In the comparison of Bagging-based methods, the combination of Bagging with Doc2Vec performed exceptionally well, particularly in terms of Precision, F1-score, and MCC. This combination achieved an optimal balance between Recall and Precision, reducing both false positives and false negatives while delivering excellent classification performance. Furthermore, high AUROC and AUPRC scores indicated strong capability in distinguishing between positive and negative samples. Thus, the Bagging + Doc2Vec combination performed best across multiple metrics, making it an ideal choice for applications where a balance between Recall and Precision is required. For GradientBoosting-based methods, the GradientBoosting + HashingVectorizer combination also exhibited outstanding performance. The combination achieved a Precision and Specificity of 0.97 and 0.98, demonstrating strong ability in recognizing negative samples with minimal false positives. Its F1-score and MCC were also excellent, further validating its effectiveness in balancing Recall and Precision. The AUROC and AUPRC scores were 0.985 and 0.984, respectively, indicating robust performance in distinguishing positive from negative samples. Thus, the GradientBoosting + HashingVectorizer combination proved to be the best in this series, suitable for tasks requiring a balance between high Precision and high Recall, especially in scenarios with strict requirements for minimizing false positives. The RandomForest + FastText combination demonstrated a high Precision, indicating a very low false positive rate for positive samples. However, its Recall was only 0.80, limiting its ability to fully capture positive samples. Among the RandomForest-based methods, RandomForest + Doc2Vec was the best combination, showing strong performance across multiple metrics, including Precision, Recall, F1-score, MCC, and Specificity. It achieved a good balance between Recall and Precision, with particularly strong performance in Specificity. For ScikitRNN, the combination with CountVectorizer shows balanced performance in all indicators.

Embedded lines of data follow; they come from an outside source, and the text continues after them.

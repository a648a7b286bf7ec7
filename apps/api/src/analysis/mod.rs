pub mod client;
pub mod scoring;
pub mod segmenter;
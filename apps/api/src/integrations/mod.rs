pub mod dedup;
pub mod mailer;
pub mod messaging;
pub mod payments;
pub mod storage;
pub mod store;

use std::time::Duration;

const CONNECT_TIMEOUT: Duration = Duration::from_secs(10);

/// HTTP client for outbound provider calls. Every request is bounded by
/// `timeout`; connecting gets at most ten seconds of it.
pub fn http_client(timeout: Duration) -> reqwest::Result<reqwest::Client> {
    reqwest::Client::builder()
        .timeout(timeout)
        .connect_timeout(timeout.min(CONNECT_TIMEOUT))
        .build()
}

ScikitRNN is used as a representative of recurrent machine learning models for comparison with other algorithms.

Based on the analysis, Doc2Vec consistently performed well across multiple machine learning methods, especially when combined with RandomForest and and Bagging, where it exhibited outstanding performance. Additionally, RandomForest and GradientBoosting demonstrated strong advantages in model stability and classification performance. Due to the differences in network structures and algorithm principles of each machine learning method, different feature-engineering methods were employed to optimize their training and testing results. According to the experimental results in Table 2, we identified the best-performing combinations: Bagging + Doc2Vec, RandomForest + Doc2Vec, ScikitRNN + CountVectorizer, and GradientBoosting + Word2Vec. These combinations will be further used in subsequent tests to compute and compare model performance.

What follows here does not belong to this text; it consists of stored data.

use chrono::{DateTime, Utc};
use serde::{Deserialize, Serialize};
use sqlx::FromRow;

/// Prefix the messaging transport puts in front of every sender number.
const TRANSPORT_PREFIX: &str = "whatsapp:";

#[derive(Debug, Clone, Copy, PartialEq, Eq, Serialize, Deserialize)]
#[serde(rename_all = "snake_case")]
pub enum ConversationState {
    New,
    ChooseReviewType,
    Payment,
    UploadCv,
    Processing,
    Upsell,
    Completed,
}

impl ConversationState {
    pub fn as_str(&self) -> &'static str {
        match self {
            ConversationState::New => "new",
            ConversationState::ChooseReviewType => "choose_review_type",
            ConversationState::Payment => "payment",
            ConversationState::UploadCv => "upload_cv",
            ConversationState::Processing => "processing",
            ConversationState::Upsell => "upsell",
            ConversationState::Completed => "completed",
        }
    }

    /// Unrecognized stored values restart the conversation.
    pub fn parse(value: &str) -> Self {
        match value {
            "choose_review_type" => ConversationState::ChooseReviewType,
            "payment" => ConversationState::Payment,
            "upload_cv" => ConversationState::UploadCv,
            "processing" => ConversationState::Processing,
            "upsell" => ConversationState::Upsell,
            "completed" => ConversationState::Completed,
            _ => ConversationState::New,
        }
    }
}

#[derive(Debug, Clone, Copy, PartialEq, Eq, Serialize, Deserialize)]
#[serde(rename_all = "snake_case")]
pub enum ReviewType {
    None,
    Basic,
    Advanced,
}

impl ReviewType {
    pub fn as_str(&self) -> &'static str {
        match self {
            ReviewType::None => "none",
            ReviewType::Basic => "basic",
            ReviewType::Advanced => "advanced",
        }
    }

    pub fn parse(value: &str) -> Self {
        match value {
            "basic" => ReviewType::Basic,
            "advanced" => ReviewType::Advanced,
            _ => ReviewType::None,
        }
    }

    pub fn is_advanced(&self) -> bool {
        matches!(self, ReviewType::Advanced)
    }
}

#[derive(Debug, Clone, Copy, PartialEq, Eq, Serialize, Deserialize)]
#[serde(rename_all = "snake_case")]
pub enum PaymentStatus {
    None,
    Pending,
    Completed,
}

impl PaymentStatus {
    pub fn as_str(&self) -> &'static str {
        match self {
            PaymentStatus::None => "none",
            PaymentStatus::Pending => "pending",
            PaymentStatus::Completed => "completed",
        }
    }

    pub fn parse(value: &str) -> Self {
        match value {
            "pending" => PaymentStatus::Pending,
            "completed" => PaymentStatus::Completed,
            _ => PaymentStatus::None,
        }
    }
}

/// Per-user conversation record. Handlers take a snapshot and return a new one;
/// writing it back is the caller's job.
#[derive(Debug, Clone, PartialEq, Serialize, Deserialize)]
pub struct Session {
    pub identity: String,
    pub state: ConversationState,
    pub review_type: ReviewType,
    pub cv_file_ref: Option<String>,
    pub payment_status: PaymentStatus,
    pub payment_reference: Option<String>,
    pub payment_amount: Option<f64>,
    pub payment_currency: Option<String>,
    pub payment_date: Option<DateTime<Utc>>,
    pub email: Option<String>,
    pub email_requested: bool,
    pub created_at: DateTime<Utc>,
    pub updated_at: DateTime<Utc>,
}

impl Session {
    pub fn new(identity: impl Into<String>) -> Self {
        let now = Utc::now();
        Self {
            identity: identity.into(),
            state: ConversationState::New,
            review_type: ReviewType::None,
            cv_file_ref: None,
            payment_status: PaymentStatus::None,
            payment_reference: None,
            payment_amount: None,
            payment_currency: None,
            payment_date: None,
            email: None,
            email_requested: false,
            created_at: now,
            updated_at: now,
        }
    }

    pub fn transition(&mut self, to: ConversationState) {
        if self.state != to {
            tracing::debug!(
                identity = %self.identity,
                from = self.state.as_str(),
                to = to.as_str(),
                "session transition"
            );
        }
        self.state = to;
    }

    pub fn has_paid(&self) -> bool {
        self.payment_status == PaymentStatus::Completed
    }
}

/// Raw `user_sessions` row.
#[derive(Debug, Clone, FromRow)]
pub struct SessionRow {
    pub identity: String,
    pub state: String,
    pub review_type: String,
    pub cv_file_ref: Option<String>,
    pub payment_status: String,
    pub payment_reference: Option<String>,
    pub payment_amount: Option<f64>,
    pub payment_currency: Option<String>,
    pub payment_date: Option<DateTime<Utc>>,
    pub email: Option<String>,
    pub email_requested: bool,
    pub created_at: DateTime<Utc>,
    pub updated_at: DateTime<Utc>,
}

impl From<SessionRow> for Session {
    fn from(row: SessionRow) -> Self {
        Session {
            identity: row.identity,
            state: ConversationState::parse(&row.state),
            review_type: ReviewType::parse(&row.review_type),
            cv_file_ref: row.cv_file_ref,
            payment_status: PaymentStatus::parse(&row.payment_status),
            payment_reference: row.payment_reference,
            payment_amount: row.payment_amount,
            payment_currency: row.payment_currency,
            payment_date: row.payment_date,
            email: row.email,
            email_requested: row.email_requested,
            created_at: row.created_at,
            updated_at: row.updated_at,
        }
    }
}

/// Canonical identity for a sender: transport prefix removed, then everything
/// but ASCII letters and digits dropped. `whatsapp:+234 801-000` → `234801000`.
pub fn normalize_identity(raw: &str) -> String {
    let trimmed = raw.trim();
    let without_prefix = match trimmed.get(..TRANSPORT_PREFIX.len()) {
        Some(head) if head.eq_ignore_ascii_case(TRANSPORT_PREFIX) => &trimmed[TRANSPORT_PREFIX.len()..],
        _ => trimmed,
    };
    without_prefix
        .chars()
        .filter(char::is_ascii_alphanumeric)
        .collect()
}

#[cfg(test)]
mod tests {
    use super::*;

    #[test]
    fn test_normalize_identity_strips_prefix_and_punctuation() {
        assert_eq!(normalize_identity("whatsapp:+2348012345678"), "2348012345678");
        assert_eq!(normalize_identity("WhatsApp:+1 (555) 010-2000"), "15550102000");
        assert_eq!(normalize_identity("  +44 7700 900123 "), "447700900123");
    }

    #[test]
    fn test_normalize_identity_is_idempotent() {
        let once = normalize_identity("whatsapp:+2348012345678");
        assert_eq!(normalize_identity(&once), once);
    }

    #[test]
    fn test_state_round_trips_through_storage_string() {
        for state in [
            ConversationState::New,
            ConversationState::ChooseReviewType,
            ConversationState::Payment,
            ConversationState::UploadCv,
            ConversationState::Processing,
            ConversationState::Upsell,
            ConversationState::Completed,
        ] {
            assert_eq!(ConversationState::parse(state.as_str()), state);
        }
    }

    #[test]
    fn test_unknown_state_restarts_conversation() {
        assert_eq!(ConversationState::parse("awaiting_magic"), ConversationState::New);
        assert_eq!(ReviewType::parse(""), ReviewType::None);
        assert_eq!(PaymentStatus::parse("refunded"), PaymentStatus::None);
    }

    #[test]
    fn test_new_session_defaults() {
        let session = Session::new("2348012345678");
        assert_eq!(session.state, ConversationState::New);
        assert_eq!(session.review_type, ReviewType::None);
        assert_eq!(session.payment_status, PaymentStatus::None);
        assert!(session.cv_file_ref.is_none());
        assert!(!session.email_requested);
        assert!(!session.has_paid());
    }
}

2.4. Analyzing Different Machine Learning Models with Protein Descriptor Feature Engineering

Given the differences in feature processing and dimensionality analysis among different machine learning models, we further analyzed the individual impact of each protein descriptor on model performance. For multiple machine learning models, we sequentially removed protein descriptors and used the remaining descriptors to form different combinations for training and testing. We then analyzed the performance of each model in the absence of specific protein descriptors to identify the preference of each model for particular descriptors. The evaluation metrics included Recall, Precision, Accuracy, F1-score, MCC, Specificity, AUROC, and AUPRC. Due to the imbalance in the ratio of thermophilic to non-thermophilic proteins in the training data, we focused on key metrics such as Accuracy, AUROC, and AUPRC. AUROC reflects the overall performance of the model across different thresholds, while AUPRC is particularly suited for scenarios with imbalanced data, as it provides a better indication of the model’s performance at high Recall rates. Other metrics were used as supplementary references.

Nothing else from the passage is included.